Data entries:
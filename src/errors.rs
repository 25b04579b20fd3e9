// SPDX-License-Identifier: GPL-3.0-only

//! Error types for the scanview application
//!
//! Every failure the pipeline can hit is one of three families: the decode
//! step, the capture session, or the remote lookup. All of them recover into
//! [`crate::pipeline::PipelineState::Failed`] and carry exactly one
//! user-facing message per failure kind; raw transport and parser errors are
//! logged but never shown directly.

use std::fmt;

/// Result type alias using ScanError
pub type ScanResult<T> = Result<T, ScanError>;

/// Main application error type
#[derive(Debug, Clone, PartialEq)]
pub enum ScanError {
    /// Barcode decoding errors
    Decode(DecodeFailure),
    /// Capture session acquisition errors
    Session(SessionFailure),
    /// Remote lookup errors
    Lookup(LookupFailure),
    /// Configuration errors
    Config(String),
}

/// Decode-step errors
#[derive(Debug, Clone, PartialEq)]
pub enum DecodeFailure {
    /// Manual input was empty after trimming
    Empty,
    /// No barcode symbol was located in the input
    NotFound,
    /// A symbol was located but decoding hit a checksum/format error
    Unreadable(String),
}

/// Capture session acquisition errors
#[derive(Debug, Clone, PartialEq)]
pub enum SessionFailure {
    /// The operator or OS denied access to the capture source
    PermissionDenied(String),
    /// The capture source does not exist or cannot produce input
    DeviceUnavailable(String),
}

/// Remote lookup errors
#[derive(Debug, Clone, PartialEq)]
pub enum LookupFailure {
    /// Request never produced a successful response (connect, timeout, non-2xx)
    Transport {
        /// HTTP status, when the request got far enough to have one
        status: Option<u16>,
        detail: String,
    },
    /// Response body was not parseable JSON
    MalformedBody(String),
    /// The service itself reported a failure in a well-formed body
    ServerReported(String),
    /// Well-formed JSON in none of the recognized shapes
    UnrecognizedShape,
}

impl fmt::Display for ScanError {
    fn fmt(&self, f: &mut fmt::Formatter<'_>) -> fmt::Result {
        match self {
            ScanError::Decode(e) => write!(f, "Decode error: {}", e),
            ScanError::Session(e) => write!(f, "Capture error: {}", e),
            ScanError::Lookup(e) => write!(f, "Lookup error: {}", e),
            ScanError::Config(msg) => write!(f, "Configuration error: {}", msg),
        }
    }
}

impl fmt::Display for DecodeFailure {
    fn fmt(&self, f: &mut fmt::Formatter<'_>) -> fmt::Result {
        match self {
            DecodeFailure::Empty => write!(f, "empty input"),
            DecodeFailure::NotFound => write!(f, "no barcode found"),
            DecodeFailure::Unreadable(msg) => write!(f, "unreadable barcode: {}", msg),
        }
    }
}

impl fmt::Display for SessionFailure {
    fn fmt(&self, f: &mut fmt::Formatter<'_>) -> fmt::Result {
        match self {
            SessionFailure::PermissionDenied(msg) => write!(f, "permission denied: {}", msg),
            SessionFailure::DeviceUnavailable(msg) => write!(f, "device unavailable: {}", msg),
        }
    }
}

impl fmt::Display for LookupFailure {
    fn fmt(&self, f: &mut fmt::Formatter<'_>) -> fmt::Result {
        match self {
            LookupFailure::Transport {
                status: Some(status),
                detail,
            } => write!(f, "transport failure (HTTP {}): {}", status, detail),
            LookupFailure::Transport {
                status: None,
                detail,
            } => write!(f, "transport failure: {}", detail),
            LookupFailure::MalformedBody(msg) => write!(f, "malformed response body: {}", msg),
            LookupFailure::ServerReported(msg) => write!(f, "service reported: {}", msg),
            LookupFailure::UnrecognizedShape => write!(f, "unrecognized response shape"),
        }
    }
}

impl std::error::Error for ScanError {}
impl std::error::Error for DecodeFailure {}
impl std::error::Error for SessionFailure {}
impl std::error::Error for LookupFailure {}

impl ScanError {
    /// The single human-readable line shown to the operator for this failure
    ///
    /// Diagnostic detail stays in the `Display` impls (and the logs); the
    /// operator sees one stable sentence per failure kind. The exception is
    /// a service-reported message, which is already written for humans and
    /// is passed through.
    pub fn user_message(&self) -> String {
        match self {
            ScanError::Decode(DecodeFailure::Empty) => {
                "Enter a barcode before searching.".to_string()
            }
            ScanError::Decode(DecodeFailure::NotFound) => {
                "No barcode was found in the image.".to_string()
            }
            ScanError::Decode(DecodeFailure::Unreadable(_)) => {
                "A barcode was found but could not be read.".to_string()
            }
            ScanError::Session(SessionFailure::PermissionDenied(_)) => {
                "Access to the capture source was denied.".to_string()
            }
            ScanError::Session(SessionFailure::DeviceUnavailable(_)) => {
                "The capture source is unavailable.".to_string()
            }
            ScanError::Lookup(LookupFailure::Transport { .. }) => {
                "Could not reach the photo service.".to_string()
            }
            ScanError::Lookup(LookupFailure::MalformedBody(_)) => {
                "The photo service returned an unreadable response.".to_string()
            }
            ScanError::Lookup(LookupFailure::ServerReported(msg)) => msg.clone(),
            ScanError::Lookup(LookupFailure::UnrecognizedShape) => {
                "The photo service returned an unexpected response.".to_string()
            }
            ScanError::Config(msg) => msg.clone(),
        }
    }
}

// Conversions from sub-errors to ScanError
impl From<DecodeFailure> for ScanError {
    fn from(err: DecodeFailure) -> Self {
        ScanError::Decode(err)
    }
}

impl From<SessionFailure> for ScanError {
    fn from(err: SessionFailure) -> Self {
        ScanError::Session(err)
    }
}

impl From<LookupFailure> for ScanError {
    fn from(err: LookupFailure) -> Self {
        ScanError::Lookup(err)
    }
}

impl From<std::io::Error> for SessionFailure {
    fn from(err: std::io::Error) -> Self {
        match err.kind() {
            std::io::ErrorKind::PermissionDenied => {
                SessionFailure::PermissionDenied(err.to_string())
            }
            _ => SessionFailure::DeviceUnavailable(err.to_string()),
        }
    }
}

* * *

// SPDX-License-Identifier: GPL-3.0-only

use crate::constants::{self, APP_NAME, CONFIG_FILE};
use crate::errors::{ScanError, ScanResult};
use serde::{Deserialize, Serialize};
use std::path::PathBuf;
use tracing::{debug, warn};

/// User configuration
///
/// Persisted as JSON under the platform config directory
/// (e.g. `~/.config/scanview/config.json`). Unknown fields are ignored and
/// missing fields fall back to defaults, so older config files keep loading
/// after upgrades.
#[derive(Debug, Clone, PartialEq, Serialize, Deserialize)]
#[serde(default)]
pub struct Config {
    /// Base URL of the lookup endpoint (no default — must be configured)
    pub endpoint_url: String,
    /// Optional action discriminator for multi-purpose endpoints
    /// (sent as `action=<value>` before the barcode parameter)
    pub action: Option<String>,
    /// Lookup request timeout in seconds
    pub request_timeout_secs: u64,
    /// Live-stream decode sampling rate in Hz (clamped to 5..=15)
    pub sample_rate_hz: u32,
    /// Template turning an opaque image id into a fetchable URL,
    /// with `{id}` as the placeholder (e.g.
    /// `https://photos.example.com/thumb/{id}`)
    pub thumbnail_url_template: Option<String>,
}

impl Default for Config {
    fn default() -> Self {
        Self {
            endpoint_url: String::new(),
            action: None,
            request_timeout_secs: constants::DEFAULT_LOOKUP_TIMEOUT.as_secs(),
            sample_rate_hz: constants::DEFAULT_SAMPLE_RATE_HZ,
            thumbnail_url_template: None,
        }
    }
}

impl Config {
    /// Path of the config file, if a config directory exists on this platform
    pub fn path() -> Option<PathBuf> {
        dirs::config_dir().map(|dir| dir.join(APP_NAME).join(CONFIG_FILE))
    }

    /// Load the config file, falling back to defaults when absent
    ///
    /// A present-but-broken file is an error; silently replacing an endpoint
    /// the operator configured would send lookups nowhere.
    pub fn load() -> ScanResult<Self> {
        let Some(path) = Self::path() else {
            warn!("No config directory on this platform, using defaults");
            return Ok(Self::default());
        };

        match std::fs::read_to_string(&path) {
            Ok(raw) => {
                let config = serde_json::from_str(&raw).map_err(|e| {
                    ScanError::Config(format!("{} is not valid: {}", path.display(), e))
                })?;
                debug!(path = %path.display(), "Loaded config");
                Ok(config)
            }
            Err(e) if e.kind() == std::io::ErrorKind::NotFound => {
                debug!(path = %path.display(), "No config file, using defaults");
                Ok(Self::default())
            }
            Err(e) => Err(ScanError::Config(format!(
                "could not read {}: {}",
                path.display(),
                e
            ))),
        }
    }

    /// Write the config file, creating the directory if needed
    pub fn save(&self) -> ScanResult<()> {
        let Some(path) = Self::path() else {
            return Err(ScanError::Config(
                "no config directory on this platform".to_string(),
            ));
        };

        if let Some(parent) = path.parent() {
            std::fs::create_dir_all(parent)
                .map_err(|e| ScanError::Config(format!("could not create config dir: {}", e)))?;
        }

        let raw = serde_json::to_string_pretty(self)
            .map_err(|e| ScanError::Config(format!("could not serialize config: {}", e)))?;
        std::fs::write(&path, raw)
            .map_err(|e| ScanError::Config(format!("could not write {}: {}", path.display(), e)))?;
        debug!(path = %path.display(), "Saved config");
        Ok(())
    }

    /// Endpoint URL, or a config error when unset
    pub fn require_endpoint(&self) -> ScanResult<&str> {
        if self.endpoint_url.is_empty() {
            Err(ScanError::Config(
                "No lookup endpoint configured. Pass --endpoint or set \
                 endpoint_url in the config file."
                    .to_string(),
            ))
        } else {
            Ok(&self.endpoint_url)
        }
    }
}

■ **Action item**
Scan the records above and report every line with the string "symbol".

■ **Answer for this exercise**
    /// No barcode symbol was located in the input
    /// A symbol was located but decoding hit a checksum/format error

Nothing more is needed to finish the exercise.